I also received Leo’s report around this time. Every 6 weeks I get an update on his progress in relation to the targets which have been set for him. It does not come from the pre-school, but from the Nursery Nurse who is part of the Early Years Team. It seems a very roundabout way of doing things, but that is often the way. It stated: Leo has become resistant to completing 1:1 activities at pre-school, with staff reporting that he is throwing objects and refusing to co-operate. At the time, this seemed like it might be part of his new pattern of behaviour, but I suspected there was an additional reason. The 1:1 ‘work time’ activities had not changed for some weeks. He had the same choices every single time and as I keep saying to the professionals although maybe not always that clearly: Leo likes a bit of change, he rejoices in new things, and develops aversions to things if they don’t change every now and then. That is not to say that he doesn’t like structure, but he doesn’t want to do things the same way each time. This does not fit with the view of autism that a lot of people have, including professionals. People with autism are different from each other in the same way that people without autism are. It can be easy to forget that.

I was very interested to read this in his home/school communication book at the start of term: Leo did not want to do work time today, but I said that we had new activities and he sat nicely. Leo completed 5 activities correctly and helped me put away the items when the session had finished. Told you so.

So: he was ill and he was bored.
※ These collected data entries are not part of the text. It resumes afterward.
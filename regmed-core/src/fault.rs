//! Fault-time state restoration
//!
//! When a fault lands inside instrumented code, exception handlers
//! must see the application's architectural state, as if no
//! instrumentation ran. The walker linearly decodes the fragment from
//! its start to the fault pc, recognising the spill and restore
//! shapes this crate emits, and maintains a shadow register-to-slot
//! mapping:
//!
//! - a spill of a register already mapped is a tool-value temp and is
//!   ignored; otherwise it records the mapping;
//! - a restore from the recorded slot erases the mapping; a restore
//!   from any other slot is a tool-value temp and is ignored.
//!
//! Whatever is still mapped at the fault pc is an app value sitting
//! in thread storage, and is written back into the machine context.

use log::{debug, trace};
use regmed_common::{Result, Status};
use regmed_isa::reg::ACCUMULATOR;
use regmed_isa::{AFlags, InstrList, MachineContext, Reg, NUM_GPRS, NUM_SIMD};

use crate::emit::{classify_simd_move, classify_tls_move, SimdMove, TlsMove};
use crate::slots::{SlotLoc, AFLAGS_SLOT, SIMD_SLOT_BYTES};
use crate::state::PerThread;

impl PerThread {
    /// Rewrite `mctx` so it reflects application state at `fault_pc`
    /// (an index into `fragment`).
    pub fn restore_fault_state(
        &self,
        fragment: &InstrList,
        fault_pc: usize,
        mctx: &mut MachineContext,
    ) -> Result<()> {
        if fault_pc > fragment.len() {
            return Err(Status::InvalidParameter);
        }
        let mut gpr_map = [None::<usize>; NUM_GPRS];
        let mut simd_map = [None::<usize>; NUM_SIMD];
        let mut flags_in_acc = false;
        let mut flags_in_mem = false;
        // Scratch register holding the indirect-block pointer, with
        // the index of the load, so only the adjacent instruction
        // pairs up.
        let mut pending_ptr: Option<(Reg, usize)> = None;

        for idx in 0..fault_pc {
            let instr = fragment.at(idx);
            if let Some(mv) = classify_tls_move(instr) {
                match mv {
                    TlsMove::Spill { reg, offset } => match self.slots.classify_offset(offset) {
                        Some(SlotLoc::Direct(AFLAGS_SLOT)) => {
                            // Flags capture evicted from the
                            // accumulator to its slot.
                            flags_in_mem = true;
                            flags_in_acc = false;
                        }
                        Some(SlotLoc::Direct(slot)) | Some(SlotLoc::Host(slot)) => {
                            if reg.is_gpr() && gpr_map[reg.gpr_index()].is_none() {
                                trace!("walk {idx}: spill {reg} -> slot {slot}");
                                gpr_map[reg.gpr_index()] = Some(slot);
                            } else {
                                trace!("walk {idx}: tool-temp spill of {reg}");
                            }
                        }
                        _ => {}
                    },
                    TlsMove::Restore { reg, offset } => match self.slots.classify_offset(offset) {
                        Some(SlotLoc::Hidden) => {
                            pending_ptr = Some((reg, idx));
                            continue;
                        }
                        Some(SlotLoc::Direct(AFLAGS_SLOT)) => {
                            // The capture is being routed back through
                            // the accumulator.
                            flags_in_acc = true;
                            flags_in_mem = false;
                        }
                        Some(SlotLoc::Direct(slot)) | Some(SlotLoc::Host(slot)) => {
                            if reg.is_gpr() && gpr_map[reg.gpr_index()] == Some(slot) {
                                trace!("walk {idx}: restore {reg} <- slot {slot}");
                                gpr_map[reg.gpr_index()] = None;
                            } else {
                                trace!("walk {idx}: tool-temp restore of {reg}");
                            }
                            if reg == ACCUMULATOR {
                                flags_in_acc = false;
                            }
                        }
                        _ => {}
                    },
                }
                pending_ptr = None;
                continue;
            }
            if let Some(sm) = classify_simd_move(instr) {
                let paired = pending_ptr.filter(|(_, at)| *at + 1 == idx);
                pending_ptr = None;
                match sm {
                    SimdMove::Spill { reg, base, disp } => {
                        if paired.map(|(ptr, _)| ptr) == Some(base) && reg.is_simd() {
                            let slot = disp as usize / SIMD_SLOT_BYTES;
                            if simd_map[reg.simd_index()].is_none() {
                                trace!("walk {idx}: simd spill {reg} -> slot {slot}");
                                simd_map[reg.simd_index()] = Some(slot);
                            }
                        }
                    }
                    SimdMove::Restore { reg, base, disp } => {
                        if paired.map(|(ptr, _)| ptr) == Some(base) && reg.is_simd() {
                            let slot = disp as usize / SIMD_SLOT_BYTES;
                            if simd_map[reg.simd_index()] == Some(slot) {
                                trace!("walk {idx}: simd restore {reg} <- slot {slot}");
                                simd_map[reg.simd_index()] = None;
                            }
                        }
                    }
                }
                continue;
            }
            pending_ptr = None;
            match instr.opcode() {
                regmed_isa::Opcode::Lahf | regmed_isa::Opcode::Seto => {
                    // A capture following an accumulator spill parks
                    // the flags in the accumulator.
                    if gpr_map[ACCUMULATOR.gpr_index()].is_some() {
                        flags_in_acc = true;
                    }
                }
                regmed_isa::Opcode::Sahf => {
                    // Flags released back to the architectural state.
                    flags_in_acc = false;
                }
                _ => {
                    if instr.is_app() {
                        // An app write invalidates a saved copy: the
                        // stale value must not be restored over it.
                        for reg in Reg::gprs() {
                            if instr.writes_to_exact_reg(reg) {
                                gpr_map[reg.gpr_index()] = None;
                                if reg == ACCUMULATOR {
                                    flags_in_acc = false;
                                }
                            }
                        }
                        for reg in Reg::simds() {
                            if instr.writes_to_exact_reg(reg) {
                                simd_map[reg.simd_index()] = None;
                            }
                        }
                        if instr.aflags_effect().written == AFlags::ALL {
                            flags_in_acc = false;
                            flags_in_mem = false;
                        }
                    } else if instr.writes_to_exact_reg(ACCUMULATOR) {
                        // A full accumulator rewrite ends the capture;
                        // the byte-wide capture machinery does not.
                        flags_in_acc = false;
                    }
                }
            }
        }

        // Flags come first: the capture byte may be sitting in the
        // accumulator that is itself about to be rewritten.
        if flags_in_acc {
            let acc = mctx.get_gpr(ACCUMULATOR);
            let byte = ((acc >> 8) & 0xff) as u8;
            let overflow = (acc & 0xff) == 1;
            debug!("fault: rebuilding flags from accumulator capture");
            mctx.set_flags_from_parts(byte, overflow);
        } else if flags_in_mem {
            let word = self.slots.read_slot(AFLAGS_SLOT);
            let byte = ((word >> 8) & 0xff) as u8;
            let overflow = (word & 0xff) == 1;
            debug!("fault: rebuilding flags from the flags slot");
            mctx.set_flags_from_parts(byte, overflow);
        }

        for (gi, slot) in gpr_map.iter().enumerate() {
            if let Some(slot) = *slot {
                let reg = Reg::from_gpr_index(gi);
                let value = self.slots.read_slot(slot);
                debug!("fault: {reg} <- slot {slot} ({value:#x})");
                mctx.set_gpr(reg, value);
            }
        }
        for (si, slot) in simd_map.iter().enumerate() {
            if let Some(slot) = *slot {
                let reg = Reg::from_simd_index(si);
                debug!("fault: {reg} <- simd slot {slot}");
                let bytes = *self.slots.simd_read(slot);
                mctx.set_simd_lane(reg, &bytes[..16]);
            }
        }
        Ok(())
    }
}

#[cfg(test)]
mod tests {
    use super::*;
    use crate::emit;
    use regmed_common::Options;
    use regmed_isa::{Instr, Opcode, Opnd};

    fn thread() -> PerThread {
        PerThread::with_options(&Options::default())
    }

    #[test]
    fn test_simple_spill_is_replayed() {
        let mut pt = thread();
        let offset = pt.slots().slot_offset(1);
        pt.slots_mut().write_slot(1, 0x1234);
        let mut frag = InstrList::new();
        frag.append(emit::gpr_spill(Reg::Rbx, offset));
        frag.append(Instr::app(Opcode::Nop, vec![], vec![]));

        let mut ctx = MachineContext::default();
        ctx.set_gpr(Reg::Rbx, 0xffff); // tool value at fault time
        pt.restore_fault_state(&frag, 2, &mut ctx).unwrap();
        assert_eq!(ctx.get_gpr(Reg::Rbx), 0x1234);
    }

    #[test]
    fn test_matched_restore_erases_mapping() {
        let mut pt = thread();
        let offset = pt.slots().slot_offset(1);
        pt.slots_mut().write_slot(1, 0x1234);
        let mut frag = InstrList::new();
        frag.append(emit::gpr_spill(Reg::Rbx, offset));
        frag.append(emit::gpr_restore(Reg::Rbx, offset));
        frag.append(Instr::app(Opcode::Nop, vec![], vec![]));

        let mut ctx = MachineContext::default();
        ctx.set_gpr(Reg::Rbx, 0x5678);
        pt.restore_fault_state(&frag, 3, &mut ctx).unwrap();
        assert_eq!(ctx.get_gpr(Reg::Rbx), 0x5678, "mapping was erased");
    }

    #[test]
    fn test_tool_temp_spill_ignored() {
        let mut pt = thread();
        let app_off = pt.slots().slot_offset(1);
        let tmp_off = pt.slots().slot_offset(2);
        pt.slots_mut().write_slot(1, 0xaaaa);
        pt.slots_mut().write_slot(2, 0xbbbb);
        // spill to appslot, tool-temp spill, restore from non-matching
        // slot: the mapping to the appslot must survive.
        let mut frag = InstrList::new();
        frag.append(emit::gpr_spill(Reg::Rbx, app_off));
        frag.append(emit::gpr_spill(Reg::Rbx, tmp_off));
        frag.append(emit::gpr_restore(Reg::Rbx, tmp_off));
        frag.append(Instr::app(Opcode::Nop, vec![], vec![]));

        let mut ctx = MachineContext::default();
        pt.restore_fault_state(&frag, 4, &mut ctx).unwrap();
        assert_eq!(ctx.get_gpr(Reg::Rbx), 0xaaaa);
    }

    #[test]
    fn test_app_write_invalidates_mapping() {
        let mut pt = thread();
        let offset = pt.slots().slot_offset(1);
        pt.slots_mut().write_slot(1, 0xdead);
        let mut frag = InstrList::new();
        frag.append(emit::gpr_spill(Reg::Rbx, offset));
        frag.append(Instr::app(
            Opcode::Mov,
            vec![Opnd::reg(Reg::Rbx)],
            vec![Opnd::imm(7)],
        ));

        let mut ctx = MachineContext::default();
        ctx.set_gpr(Reg::Rbx, 7);
        pt.restore_fault_state(&frag, 2, &mut ctx).unwrap();
        assert_eq!(ctx.get_gpr(Reg::Rbx), 7, "stale slot must not be restored");
    }

    #[test]
    fn test_flags_in_accumulator_reconstructed() {
        let mut pt = thread();
        let acc_off = pt.slots().slot_offset(1);
        pt.slots_mut().write_slot(1, 0x9999); // app rax
        let mut frag = InstrList::new();
        frag.append(emit::gpr_spill(Reg::Rax, acc_off));
        for i in emit::flags_capture_tail() {
            frag.append(i);
        }
        frag.append(Instr::app(Opcode::Nop, vec![], vec![]));

        let mut ctx = MachineContext::default();
        // Fault-time rax: ah = captured byte (ZF|CF set), al = OF.
        ctx.set_gpr(Reg::Rax, (0x43u64 << 8) | 1);
        pt.restore_fault_state(&frag, 4, &mut ctx).unwrap();
        assert_eq!(
            ctx.aflags_set(),
            AFlags::CF | AFlags::ZF | AFlags::OF,
            "flags rebuilt from the captured byte and overflow bit"
        );
        assert_eq!(ctx.get_gpr(Reg::Rax), 0x9999, "app rax restored from slot");
    }

    #[test]
    fn test_flags_release_clears_tracking() {
        let pt = thread();
        let acc_off = pt.slots().slot_offset(1);
        let mut frag = InstrList::new();
        frag.append(emit::gpr_spill(Reg::Rax, acc_off));
        for i in emit::flags_capture_tail() {
            frag.append(i);
        }
        for i in emit::flags_release(false) {
            frag.append(i);
        }
        frag.append(emit::gpr_restore(Reg::Rax, acc_off));
        frag.append(Instr::app(Opcode::Nop, vec![], vec![]));

        let mut ctx = MachineContext::default();
        ctx.set_aflags(AFlags::SF);
        ctx.set_gpr(Reg::Rax, 0x42);
        pt.restore_fault_state(&frag, frag.len(), &mut ctx).unwrap();
        // Everything was released before the fault; nothing rewritten.
        assert_eq!(ctx.aflags_set(), AFlags::SF);
        assert_eq!(ctx.get_gpr(Reg::Rax), 0x42);
    }

    #[test]
    fn test_simd_pair_recognised() {
        let mut pt = thread();
        let mut bytes = [0u8; 16];
        bytes[0] = 0xab;
        bytes[15] = 0xcd;
        pt.slots_mut().simd_write(1, &bytes);
        let mut frag = InstrList::new();
        for i in emit::simd_spill(Reg::Xmm3, 1, Reg::Rcx, pt.slots().hidden_offset()) {
            frag.append(i);
        }
        frag.append(Instr::app(Opcode::Nop, vec![], vec![]));

        let mut ctx = MachineContext::default();
        pt.restore_fault_state(&frag, 3, &mut ctx).unwrap();
        assert_eq!(ctx.get_simd(Reg::Xmm3)[0], 0xab);
        assert_eq!(ctx.get_simd(Reg::Xmm3)[15], 0xcd);
    }

    #[test]
    fn test_fault_before_any_traffic_is_noop() {
        let pt = thread();
        let mut frag = InstrList::new();
        frag.append(Instr::app(Opcode::Nop, vec![], vec![]));
        let mut ctx = MachineContext::default();
        let reference = ctx.clone();
        pt.restore_fault_state(&frag, 0, &mut ctx).unwrap();
        assert_eq!(ctx, reference);
    }
}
I think sometimes I get so caught up, I automatically look for answers in the context of autism, and sometimes they are much more mundane. A bored pre-schooler whose tummy was hurting. The only difference is that he can’t tell us that he is bored and that his tummy hurts. Communication is so much of an effort for him that even nodding his head is a big deal. He takes a deep breath and concentrates…then comes up with a little bow that he repeats a couple of times. When I first saw him nod I was ecstatic, but also realised how exhausting it is for him to communicate.

As a side note, I think this is what people mean when they tell me Leo is bright, as the Speech Therapist did yesterday. It is not that he is outstripping his peers with his shape identifying and colour matching skills, it is that he is woking incredibly hard and is often very creative in finding ways round the significant disadvantages he has been landed with. In time I hope he will also find more and more advantages to being autistic, but at the age of three they are largely hidden, apart from learning the alphabet and numbers at a stupidly early age. Still, his ability to get by and to negotiate everyday events is a significant acheivement.
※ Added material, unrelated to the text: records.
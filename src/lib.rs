pub mod config;
pub mod cost;
pub mod output;
pub mod results;
pub mod scoring;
The biggest lesson from this little episode was how quickly my energy and enthusiasm turned to panic. And that could have been more devastating than any regression that Leo might have been going through. By enthusiam I do not mean the jumping up and down and cheering ‘good job’ type of enthusiasm. I mean that I am still interested enough in finding out more about him, about developing our relationship and helping him explore the world. It is what gives me ideas to engage with him, it is what keeps me genuine, and allows me to respond rather than react.
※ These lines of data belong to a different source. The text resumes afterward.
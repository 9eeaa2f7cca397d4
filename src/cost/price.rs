use std::collections::BTreeMap;

use crate::results::{Price, ResultRecord};

/// Per-model prices in dollars per 1M tokens.
#[derive(Debug, Clone, Default, PartialEq)]
pub struct PriceTable {
    prices: BTreeMap<String, Price>,
}

impl PriceTable {
    pub fn new() -> Self {
        Self::default()
    }

    /// Prices carried by the result dataset. The first record with a price wins.
    pub fn from_records(records: &[ResultRecord]) -> Self {
        let mut prices = BTreeMap::new();
        for record in records {
            if let Some(price) = record.price {
                prices.entry(record.model.clone()).or_insert(price);
            }
        }
        Self { prices }
    }

    /// Replace prices with the entries of `other`
    pub fn merged_with(mut self, other: &PriceTable) -> Self {
        for (model, price) in &other.prices {
            self.prices.insert(model.clone(), *price);
        }
        self
    }

    pub fn insert(&mut self, model: impl Into<String>, price: Price) {
        self.prices.insert(model.into(), price);
    }

    pub fn get(&self, model: &str) -> Option<Price> {
        self.prices.get(model).copied()
    }

    pub fn len(&self) -> usize {
        self.prices.len()
    }

    pub fn is_empty(&self) -> bool {
        self.prices.is_empty()
    }
}

impl From<BTreeMap<String, Price>> for PriceTable {
    fn from(prices: BTreeMap<String, Price>) -> Self {
        Self { prices }
    }
}
pub mod config;
pub mod engine;
pub mod filter;
pub mod validation;

pub use config::*;
pub use engine::{CompositeScore, ElectiveScore, ParentScore, ScoreAggregator};
pub use filter::{FilterToken, NormalizedFilter, SubjectFilter};
pub use validation::validate_scoring;
use serde::Serialize;
use std::collections::HashMap;

use super::config::{SubjectConfig, SubjectHierarchy, SubjectKind};
use super::filter::SubjectFilter;
use crate::results::ResultRecord;

#[derive(Debug, Clone, PartialEq, Serialize)]
pub struct ElectiveScore {
    pub name: String,
    pub score: f64,
}

/// Score of one parent subject with the parts it was combined from.
#[derive(Debug, Clone, PartialEq, Serialize)]
pub struct ParentScore {
    pub name: String,
    pub common: f64,
    pub electives: Vec<ElectiveScore>,
    pub elective_avg: f64,
    pub total: f64,
}

impl ParentScore {
    pub fn elective(&self, name: &str) -> f64 {
        self.electives
            .iter()
            .find(|e| e.name == name)
            .map(|e| e.score)
            .unwrap_or(0.0)
    }
}

/// Hierarchy-aware composite score of one model.
///
/// `total` is the full-hierarchy sum unless the score came out of
/// [`ScoreAggregator::all_model_scores`] with a filter, in which case it holds
/// the filtered total. `parents` always carries the unfiltered breakdown.
#[derive(Debug, Clone, PartialEq, Serialize)]
pub struct CompositeScore {
    pub model: String,
    pub parents: Vec<ParentScore>,
    pub total: f64,
}

impl CompositeScore {
    pub fn parent(&self, name: &str) -> Option<&ParentScore> {
        self.parents.iter().find(|p| p.name == name)
    }

    /// Parent total, 0 when the parent is not part of the breakdown
    pub fn parent_total(&self, name: &str) -> f64 {
        self.parent(name).map(|p| p.total).unwrap_or(0.0)
    }
}

/// Scores keyed by (model, subject, section). The first record for a key wins.
struct ScoreIndex<'a> {
    scores: HashMap<(&'a str, &'a str, &'a str), f64>,
}

impl<'a> ScoreIndex<'a> {
    fn build(records: &'a [ResultRecord]) -> Self {
        let mut scores = HashMap::new();
        for r in records {
            scores
                .entry((r.model.as_str(), r.subject.as_str(), r.section.as_str()))
                .or_insert(r.score);
        }
        Self { scores }
    }

    fn lookup(&self, model: &str, subject: &str, section: &str) -> Option<f64> {
        self.scores.get(&(model, subject, section)).copied()
    }

    fn get(&self, model: &str, subject: &str, section: &str) -> f64 {
        self.lookup(model, subject, section).unwrap_or(0.0)
    }
}

/// Mean over the nonzero values; a zero score counts as "not attempted".
fn nonzero_mean(values: &[f64]) -> f64 {
    let attempted: Vec<f64> = values.iter().copied().filter(|v| *v != 0.0).collect();
    if attempted.is_empty() {
        0.0
    } else {
        attempted.iter().sum::<f64>() / attempted.len() as f64
    }
}

/// Grouped sub-exam rule: raw score for one attempt, doubled average for two or more.
fn grouped_total(values: &[f64]) -> f64 {
    let attempted = values.iter().filter(|v| **v != 0.0).count();
    match attempted {
        0 => 0.0,
        1 => nonzero_mean(values),
        _ => nonzero_mean(values) * 2.0,
    }
}

/// Turns raw per-sheet results into composite scores over a subject hierarchy.
#[derive(Debug, Clone, Default)]
pub struct ScoreAggregator {
    hierarchy: SubjectHierarchy,
}

impl ScoreAggregator {
    pub fn new(hierarchy: SubjectHierarchy) -> Self {
        Self { hierarchy }
    }

    pub fn hierarchy(&self) -> &SubjectHierarchy {
        &self.hierarchy
    }

    /// Full-hierarchy composite score of `model`. Missing sheets count as 0.
    pub fn score_for(&self, model: &str, records: &[ResultRecord]) -> CompositeScore {
        let index = ScoreIndex::build(records);
        self.score_with_index(model, &index)
    }

    fn score_with_index(&self, model: &str, index: &ScoreIndex) -> CompositeScore {
        let parents: Vec<ParentScore> = self
            .hierarchy
            .subjects
            .iter()
            .map(|subject| parent_score(model, subject, index))
            .collect();
        let total = parents.iter().map(|p| p.total).sum();

        CompositeScore {
            model: model.to_string(),
            parents,
            total,
        }
    }

    /// Total of `score` restricted to the subjects in `filter`.
    ///
    /// An empty filter yields the unfiltered total. A single elective of a
    /// common-bearing parent counts as common + that elective's raw score, a
    /// single grouped elective as its raw score.
    pub fn filtered_total(&self, score: &CompositeScore, filter: &SubjectFilter) -> f64 {
        if filter.is_empty() {
            return score.total;
        }

        let normalized = filter.normalize(&self.hierarchy);
        let mut total: f64 = normalized
            .parents
            .iter()
            .map(|name| score.parent_total(name))
            .sum();

        for (parent, elective) in &normalized.electives {
            let (Some(subject), Some(detail)) = (self.hierarchy.get(parent), score.parent(parent))
            else {
                continue;
            };
            total += match subject.kind() {
                SubjectKind::CommonElective { .. } => detail.common + detail.elective(elective),
                SubjectKind::Grouped { .. } => grouped_total(&[detail.elective(elective)]),
                SubjectKind::Sectionless => 0.0,
            };
        }

        total
    }

    /// Maximum achievable total under `filter`, on the same scale as [`Self::filtered_total`].
    pub fn max_score_for(&self, filter: &SubjectFilter) -> f64 {
        if filter.is_empty() {
            return self.hierarchy.max_score();
        }

        let normalized = filter.normalize(&self.hierarchy);
        let parents: f64 = normalized
            .parents
            .iter()
            .filter_map(|name| self.hierarchy.get(name))
            .map(|s| s.max_score)
            .sum();
        let electives: f64 = normalized
            .electives
            .iter()
            .filter_map(|(parent, _)| self.hierarchy.get(parent))
            .map(|s| match s.kind() {
                SubjectKind::Grouped { single_max } => single_max,
                _ => s.max_score,
            })
            .sum();

        parents + electives
    }

    /// Scores for every model in `models`, sorted by total descending.
    ///
    /// With a non-empty filter each `total` is replaced by the filtered total.
    /// Ties keep the order of `models`.
    pub fn all_model_scores(
        &self,
        records: &[ResultRecord],
        models: &[String],
        filter: &SubjectFilter,
    ) -> Vec<CompositeScore> {
        let index = ScoreIndex::build(records);

        let mut scores: Vec<CompositeScore> = models
            .iter()
            .map(|model| {
                let mut score = self.score_with_index(model, &index);
                if !filter.is_empty() {
                    score.total = self.filtered_total(&score, filter);
                }
                score
            })
            .collect();

        // sort_by is stable: equal totals stay in input order
        scores.sort_by(|a, b| {
            b.total
                .partial_cmp(&a.total)
                .unwrap_or(std::cmp::Ordering::Equal)
        });

        tracing::trace!(models = scores.len(), filter = %filter, "aggregated model scores");
        scores
    }
}

fn parent_score(model: &str, subject: &SubjectConfig, index: &ScoreIndex) -> ParentScore {
    let name = subject.name.as_str();
    match subject.kind() {
        SubjectKind::Sectionless => {
            let score = index
                .lookup(model, name, name)
                .or_else(|| index.lookup(model, name, ""))
                .unwrap_or(0.0);
            ParentScore {
                name: subject.name.clone(),
                common: score,
                electives: vec![],
                elective_avg: 0.0,
                total: score,
            }
        }
        SubjectKind::CommonElective { common, .. } => {
            let common = index.get(model, name, common);
            let electives: Vec<ElectiveScore> = subject
                .electives
                .iter()
                .map(|e| ElectiveScore {
                    name: e.clone(),
                    score: index.get(model, name, e),
                })
                .collect();
            let values: Vec<f64> = electives.iter().map(|e| e.score).collect();
            let elective_avg = nonzero_mean(&values);
            ParentScore {
                name: subject.name.clone(),
                common,
                electives,
                elective_avg,
                total: common + elective_avg,
            }
        }
        SubjectKind::Grouped { .. } => {
            // Exported sheets may store a grouped elective as its own subject
            let electives: Vec<ElectiveScore> = subject
                .electives
                .iter()
                .map(|e| ElectiveScore {
                    name: e.clone(),
                    score: index
                        .lookup(model, name, e)
                        .or_else(|| index.lookup(model, e, e))
                        .unwrap_or(0.0),
                })
                .collect();
            let values: Vec<f64> = electives.iter().map(|e| e.score).collect();
            ParentScore {
                name: subject.name.clone(),
                common: 0.0,
                electives,
                elective_avg: nonzero_mean(&values),
                total: grouped_total(&values),
            }
        }
    }
}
For example: the other morning Leo climbed into his brother’s cot and held onto the sides. Leo does not really dance, but he responds to music quite strongly, whether positively or negatively. So I took a chance and put his little brother next to him and turned up the radio. We all jumped around for about 10 minutes, Leo tolerating his brother next to him (this a a big deal) and laughing and looking at me (also a big deal).

If I am not enthusiastic, then I am not ready to play. It sounds so easy, being ready to play, but it is not. I have to be tuned into Leo, and alert for possible ways for us to connect – and keep it going which is the hardest part. Sometimes the connection is so fleeting and is lost in microseconds.. I have to bear in mind that what would engage a non-autistic child will probably not work with Leo. I have to be prepared to prioritise this over the other things I need to do. Enthusiasm is essential, not an added extra.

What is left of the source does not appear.